Data for processing Block Start

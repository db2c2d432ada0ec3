use serde::{Deserialize, Serialize};

/// Timestamp in picoseconds.
pub type Timestamp = i64;

/// Identifier of a physical input edge or a virtual producer.
pub type ChannelId = i32;

/// Classifies a single entry of the tag stream.
///
/// - `TimeTag`: a regular event on an input or virtual channel
/// - `Error`: internal processing error, invalidates the global time base
/// - `OverflowBegin` / `OverflowEnd`: bracket an interval with dropped data
/// - `MissedEvents`: per-channel loss count inside an overflow interval
#[derive(Debug, Clone, Copy, PartialEq, Eq, Hash, Serialize, Deserialize)]
pub enum TagKind {
    TimeTag,
    Error,
    OverflowBegin,
    OverflowEnd,
    MissedEvents,
}

/// A single timestamped entry of the stream.
#[derive(Debug, Clone, Copy, PartialEq, Eq, Serialize, Deserialize)]
pub struct Tag {
    pub kind: TagKind,
    pub channel: ChannelId,
    pub time: Timestamp,
    pub missed_events: u16,
}

impl Tag {
    /// Regular event on a channel.
    pub fn event(time: Timestamp, channel: ChannelId) -> Self {
        Self {
            kind: TagKind::TimeTag,
            channel,
            time,
            missed_events: 0,
        }
    }

    /// Stream marker without a channel association.
    pub fn marker(kind: TagKind, time: Timestamp) -> Self {
        Self {
            kind,
            channel: 0,
            time,
            missed_events: 0,
        }
    }

    /// Loss record for `channel` inside an overflow interval. The counts of
    /// repeated records for the same channel accumulate.
    pub fn missed(time: Timestamp, channel: ChannelId, count: u16) -> Self {
        Self {
            kind: TagKind::MissedEvents,
            channel,
            time,
            missed_events: count,
        }
    }

    pub fn is_event(&self) -> bool {
        self.kind == TagKind::TimeTag
    }
}

/// A contiguous, time-ordered batch of tags covering `[begin, end)`.
///
/// Tags are sorted non-decreasing by time with `begin <= tags[0].time` and
/// `tags[last].time < end`. Empty blocks are legal and serve as keep-alive
/// fences; such blocks may carry `begin == end`.
#[derive(Debug, Clone, PartialEq, Eq, Serialize, Deserialize)]
pub struct TagBlock {
    pub tags: Vec<Tag>,
    pub begin: Timestamp,
    pub end: Timestamp,
    pub fence: u32,
}

impl TagBlock {
    pub fn new(tags: Vec<Tag>, begin: Timestamp, end: Timestamp, fence: u32) -> Self {
        debug_assert!(tags.windows(2).all(|w| w[0].time <= w[1].time));
        debug_assert!(tags.first().map_or(true, |t| begin <= t.time));
        debug_assert!(tags.last().map_or(true, |t| t.time < end));
        Self {
            tags,
            begin,
            end,
            fence,
        }
    }

    /// Zero-width block whose only purpose is to publish a fence.
    pub fn keep_alive(at: Timestamp, fence: u32) -> Self {
        Self {
            tags: Vec::new(),
            begin: at,
            end: at,
            fence,
        }
    }

    pub fn is_empty(&self) -> bool {
        self.tags.is_empty()
    }

    pub fn len(&self) -> usize {
        self.tags.len()
    }
}

/// Column-wise snapshot of raw tags handed out by the streaming consumers
/// (`TimeTagStream::take`, `FileReader::read`).
#[derive(Debug, Clone, Default, PartialEq, Eq)]
pub struct StreamBuffer {
    pub timestamps: Vec<Timestamp>,
    pub channels: Vec<ChannelId>,
    pub kinds: Vec<TagKind>,
    pub missed_events: Vec<u16>,
    pub has_overflow: bool,
    /// Stream time when the buffer started filling.
    pub t_start: Timestamp,
    /// Stream time when the buffer was taken.
    pub t_taken: Timestamp,
}

impl StreamBuffer {
    pub fn len(&self) -> usize {
        self.timestamps.len()
    }

    pub fn is_empty(&self) -> bool {
        self.timestamps.is_empty()
    }

    pub(crate) fn push(&mut self, tag: &Tag) {
        self.timestamps.push(tag.time);
        self.channels.push(tag.channel);
        self.kinds.push(tag.kind);
        self.missed_events.push(tag.missed_events);
        if matches!(tag.kind, TagKind::OverflowBegin | TagKind::OverflowEnd) {
            self.has_overflow = true;
        }
    }

    /// Reassembles row-wise tags, the inverse of `push`.
    pub fn to_tags(&self) -> Vec<Tag> {
        (0..self.len())
            .map(|i| Tag {
                kind: self.kinds[i],
                channel: self.channels[i],
                time: self.timestamps[i],
                missed_events: self.missed_events[i],
            })
            .collect()
    }
}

Data for processing Block End

Activity -> After identifying the lines above that contain "Serialize", copy each one.

Response area ->
use serde::{Deserialize, Serialize};
#[derive(Debug, Clone, Copy, PartialEq, Eq, Hash, Serialize, Deserialize)]
#[derive(Debug, Clone, Copy, PartialEq, Eq, Serialize, Deserialize)]
#[derive(Debug, Clone, PartialEq, Eq, Serialize, Deserialize)]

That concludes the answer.